Viewing replication policies

The Replications Policies page displays a row of information about each scheduled replication job. Each row also displays recent messages regarding the last time the Replication job ran.

Figure 1. Replication Policies Table

Only one job corresponding to a replication policy can occur at a time; if another job associated with that same replication policy starts before the previous one has finished, the second one is canceled.

You can limit the replication jobs that are displayed by selecting filters on the left. If you do not see an expected policy, adjust or clear the filters. Use the search box to search the list of policies for path, database, or table names.

The Replication Policies columns are described in the following table.
Table 1. Replication Policies Table
Column Description
ID An internally generated ID number that identifies the policy. Provides a convenient way to identify a policy.

Click the ID column label to sort the replication policy table by ID.

Name The unique name you specify when you create a policy.
Type The type of replication policy, either HDFS or Hive.
Source The source cluster for the replication.
Destination The destination cluster for the replication.
Throughput Average throughput per mapper/file of all the files written.

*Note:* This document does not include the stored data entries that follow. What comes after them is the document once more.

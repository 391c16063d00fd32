/// A 1-based line/column position in a source file, shared by the lexer,
/// parser, and compiler so diagnostics from every stage render the same way.
#[derive(Debug, Clone, Copy, PartialEq, Eq)]
pub struct SourcePos {
    pub line: u32,
    pub col: u32,
}

impl SourcePos {
    pub fn new(line: u32, col: u32) -> Self {
        SourcePos { line, col }
    }
}

impl std::fmt::Display for SourcePos {
    fn fmt(&self, f: &mut std::fmt::Formatter<'_>) -> std::fmt::Result {
        write!(f, "{}:{}", self.line, self.col)
    }
}

/// Renders the offending source line followed by a caret pointing at `pos`'s
/// column, e.g.:
/// ```text
///     s32 x = 2 +;
///               ^
/// ```
pub fn render_source_excerpt(source: &str, pos: SourcePos) -> String {
    let line_text = source.lines().nth(pos.line.saturating_sub(1) as usize).unwrap_or("");
    let col = pos.col.saturating_sub(1) as usize;
    let caret_pad = " ".repeat(col.min(line_text.len()));
    format!("{line_text}\n{caret_pad}^")
}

Note that throughput does not include the following information: the combined throughput of all mappers and the time taken to perform a checksum on a file after the file is written.
Progress The progress of the replication.
Completed The time when the replication job completed.

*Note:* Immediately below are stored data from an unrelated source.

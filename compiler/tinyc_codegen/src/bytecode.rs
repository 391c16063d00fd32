/// One byte per instruction, immediates follow inline in little-endian form.
/// Order does not matter to the VM (it's matched by value, not position) but
/// is kept grouped by family to make the dispatch table easy to audit.
#[derive(Debug, Clone, Copy, PartialEq, Eq)]
#[repr(u8)]
pub enum Opcode {
    PushS32,
    PushF32,
    PushF64,
    PushNullptr,

    Pop,
    PopMany,
    Swap,
    Memmove,
    Clone,
    Call,
    Return,
    JumpTrue,
    JumpFalse,
    Jump,
    Address,
    AddressGlobal,

    Store1,
    Store4,
    Store8,
    StoreStruct,

    Load1,
    Load4,
    Load8,
    LoadStruct,

    CompareEqS32,
    CompareNeS32,
    CompareGS32,
    CompareGeS32,
    CompareLS32,
    CompareLeS32,
    LogicalNotS32,
    NegateS32,
    AddS32,
    SubS32,
    MulS32,
    DivS32,
    ModuloS32,

    CompareEqF32,
    CompareNeF32,
    CompareGF32,
    CompareGeF32,
    CompareLF32,
    CompareLeF32,
    LogicalNotF32,
    NegateF32,
    AddF32,
    SubF32,
    MulF32,
    DivF32,

    CompareEqF64,
    CompareNeF64,
    CompareGF64,
    CompareGeF64,
    CompareLF64,
    CompareLeF64,
    LogicalNotF64,
    NegateF64,
    AddF64,
    SubF64,
    MulF64,
    DivF64,

    CompareEqPtr,
    CompareNePtr,
    CompareGPtr,
    CompareGePtr,
    CompareLPtr,
    CompareLePtr,
    LogicalNotPtr,
    SubPtrPtr,
    AddPtrS32,
    SubPtrS32,

    // Scalar conversions, named `To_From`.
    BoolFromS8,
    BoolFromU8,
    BoolFromS32,
    BoolFromF32,
    BoolFromF64,

    S8FromU8,
    S8FromS32,
    S8FromF32,
    S8FromF64,

    U8FromS8,
    U8FromS32,
    U8FromF32,
    U8FromF64,

    S32FromS8,
    S32FromU8,
    S32FromF32,
    S32FromF64,

    F32FromS8,
    F32FromU8,
    F32FromS32,
    F32FromF64,

    F64FromS8,
    F64FromU8,
    F64FromS32,
    F64FromF32,
}

impl Opcode {
    /// Inverse of the `as u8` cast `emit_op` uses. Table order must track
    /// the enum's declaration order exactly, since that's what fixes each
    /// variant's discriminant.
    pub fn from_u8(byte: u8) -> Option<Opcode> {
        const ALL: &[Opcode] = &[
            Opcode::PushS32,
            Opcode::PushF32,
            Opcode::PushF64,
            Opcode::PushNullptr,
            Opcode::Pop,
            Opcode::PopMany,
            Opcode::Swap,
            Opcode::Memmove,
            Opcode::Clone,
            Opcode::Call,
            Opcode::Return,
            Opcode::JumpTrue,
            Opcode::JumpFalse,
            Opcode::Jump,
            Opcode::Address,
            Opcode::AddressGlobal,
            Opcode::Store1,
            Opcode::Store4,
            Opcode::Store8,
            Opcode::StoreStruct,
            Opcode::Load1,
            Opcode::Load4,
            Opcode::Load8,
            Opcode::LoadStruct,
            Opcode::CompareEqS32,
            Opcode::CompareNeS32,
            Opcode::CompareGS32,
            Opcode::CompareGeS32,
            Opcode::CompareLS32,
            Opcode::CompareLeS32,
            Opcode::LogicalNotS32,
            Opcode::NegateS32,
            Opcode::AddS32,
            Opcode::SubS32,
            Opcode::MulS32,
            Opcode::DivS32,
            Opcode::ModuloS32,
            Opcode::CompareEqF32,
            Opcode::CompareNeF32,
            Opcode::CompareGF32,
            Opcode::CompareGeF32,
            Opcode::CompareLF32,
            Opcode::CompareLeF32,
            Opcode::LogicalNotF32,
            Opcode::NegateF32,
            Opcode::AddF32,
            Opcode::SubF32,
            Opcode::MulF32,
            Opcode::DivF32,
            Opcode::CompareEqF64,
            Opcode::CompareNeF64,
            Opcode::CompareGF64,
            Opcode::CompareGeF64,
            Opcode::CompareLF64,
            Opcode::CompareLeF64,
            Opcode::LogicalNotF64,
            Opcode::NegateF64,
            Opcode::AddF64,
            Opcode::SubF64,
            Opcode::MulF64,
            Opcode::DivF64,
            Opcode::CompareEqPtr,
            Opcode::CompareNePtr,
            Opcode::CompareGPtr,
            Opcode::CompareGePtr,
            Opcode::CompareLPtr,
            Opcode::CompareLePtr,
            Opcode::LogicalNotPtr,
            Opcode::SubPtrPtr,
            Opcode::AddPtrS32,
            Opcode::SubPtrS32,
            Opcode::BoolFromS8,
            Opcode::BoolFromU8,
            Opcode::BoolFromS32,
            Opcode::BoolFromF32,
            Opcode::BoolFromF64,
            Opcode::S8FromU8,
            Opcode::S8FromS32,
            Opcode::S8FromF32,
            Opcode::S8FromF64,
            Opcode::U8FromS8,
            Opcode::U8FromS32,
            Opcode::U8FromF32,
            Opcode::U8FromF64,
            Opcode::S32FromS8,
            Opcode::S32FromU8,
            Opcode::S32FromF32,
            Opcode::S32FromF64,
            Opcode::F32FromS8,
            Opcode::F32FromU8,
            Opcode::F32FromS32,
            Opcode::F32FromF64,
            Opcode::F64FromS8,
            Opcode::F64FromU8,
            Opcode::F64FromS32,
            Opcode::F64FromF32,
        ];
        ALL.get(byte as usize).copied()
    }
}

/// A growable bytecode sequence with support for patching forward jumps and
/// a dry-run mode that records book-keeping without emitting bytes (used to
/// type-check an expression a second time without doubling the output).
#[derive(Debug, Default)]
pub struct BytecodeBuffer {
    bytes: Vec<u8>,
    dry_run: bool,
}

impl BytecodeBuffer {
    pub fn new() -> Self {
        BytecodeBuffer::default()
    }

    pub fn len(&self) -> usize {
        self.bytes.len()
    }

    pub fn is_empty(&self) -> bool {
        self.bytes.is_empty()
    }

    pub fn set_dry_run(&mut self, dry_run: bool) {
        self.dry_run = dry_run;
    }

    pub fn is_dry_run(&self) -> bool {
        self.dry_run
    }

    pub fn emit_op(&mut self, op: Opcode) {
        if !self.dry_run {
            self.bytes.push(op as u8);
        }
    }

    pub fn emit_s8(&mut self, value: i8) {
        if !self.dry_run {
            self.bytes.push(value as u8);
        }
    }

    pub fn emit_s32(&mut self, value: i32) {
        if !self.dry_run {
            self.bytes.extend_from_slice(&value.to_le_bytes());
        }
    }

    pub fn emit_u32(&mut self, value: u32) {
        if !self.dry_run {
            self.bytes.extend_from_slice(&value.to_le_bytes());
        }
    }

    pub fn emit_f32(&mut self, value: f32) {
        if !self.dry_run {
            self.bytes.extend_from_slice(&value.to_le_bytes());
        }
    }

    pub fn emit_f64(&mut self, value: f64) {
        if !self.dry_run {
            self.bytes.extend_from_slice(&value.to_le_bytes());
        }
    }

    /// Reserves a 4-byte slot for a forward jump target and returns its
    /// byte offset, to be filled in later with [`Self::patch_s32`].
    pub fn reserve_s32(&mut self) -> usize {
        if self.dry_run {
            return 0;
        }
        let at = self.bytes.len();
        self.bytes.extend_from_slice(&0i32.to_le_bytes());
        at
    }

    pub fn patch_s32(&mut self, at: usize, value: i32) {
        if self.dry_run {
            return;
        }
        self.bytes[at..at + 4].copy_from_slice(&value.to_le_bytes());
    }

    pub fn into_bytes(self) -> Vec<u8> {
        self.bytes
    }

    pub fn bytes(&self) -> &[u8] {
        &self.bytes
    }
}

#[cfg(test)]
mod tests {
    use super::*;

    #[test]
    fn dry_run_emits_nothing_but_keeps_indices_stable() {
        let mut buf = BytecodeBuffer::new();
        buf.set_dry_run(true);
        buf.emit_op(Opcode::PushS32);
        buf.emit_s32(14);
        assert!(buf.is_empty());
    }

    #[test]
    fn from_u8_round_trips_every_variant() {
        for byte in 0u8.. {
            match Opcode::from_u8(byte) {
                Some(op) => assert_eq!(op as u8, byte),
                None => break,
            }
        }
    }

    #[test]
    fn patch_overwrites_reserved_slot() {
        let mut buf = BytecodeBuffer::new();
        buf.emit_op(Opcode::Jump);
        let at = buf.reserve_s32();
        buf.emit_op(Opcode::Pop);
        buf.patch_s32(at, 99);
        let bytes = buf.into_bytes();
        assert_eq!(i32::from_le_bytes(bytes[at..at + 4].try_into().unwrap()), 99);
    }
}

Click the Completed column label to sort the replication policies table by time.

Next Run The date and time when the next replication is scheduled, based on the schedule parameters specified for the policy. Hover over the date to view additional details about the scheduled replication.

Click the Last Run column label to sort the Replication Policies table by the last run date.

Actions The following items are available from the Action button:
  • Show History - Opens the Replication History page for a replication.
  • Edit Configuration - Opens the Edit Replication Policy page.
  • Dry Run - Simulates a run of the replication task but does not actually copy any files or tables. After a Dry Run, you can select Show History, which opens the Replication History page where you can view any error messages and the number and size of files or tables that would be copied in an actual replication.
  • Run Now - Runs the replication task immediately.
  • Click Collect Diagnostic Data to open the Send Diagnostic Data screen, which allows you to collect replication-specific diagnostic data for the last 10 runs of the policy:
    1. Select Send Diagnostic Data to Cloudera to automatically send the bundle to Cloudera Support. You can also enter a ticket number and comments when sending the bundle.
    2. Click Collect and Send Diagnostic Data to generate the bundle and open the Replications Diagnostics Command screen.
    3. When the command finishes, click Download Result Data to download a zip file containing the bundle.
  • Disable | Enable - Disables or enables the replication policy. No further replications are scheduled for disabled replication policies.
  • Delete - Deletes the policy. Deleting a replication policy does not delete copied files or tables.
  • While a job is in progress, the Last Run column displays a spinner and progress bar, and each stage of the replication task is indicated in the message beneath the job's row. Click the Command Details link to view details about the execution of the command.
  • If the job is successful, the number of files copied is indicated. If there have been no changes to a file at the source since the previous job, then that file is not copied. As a result, after the initial job, only a subset of the files may actually be copied, and this is indicated in the success message.
  • If the job fails, the icon displays.
  • To view more information about a completed job, select Actions > Show History.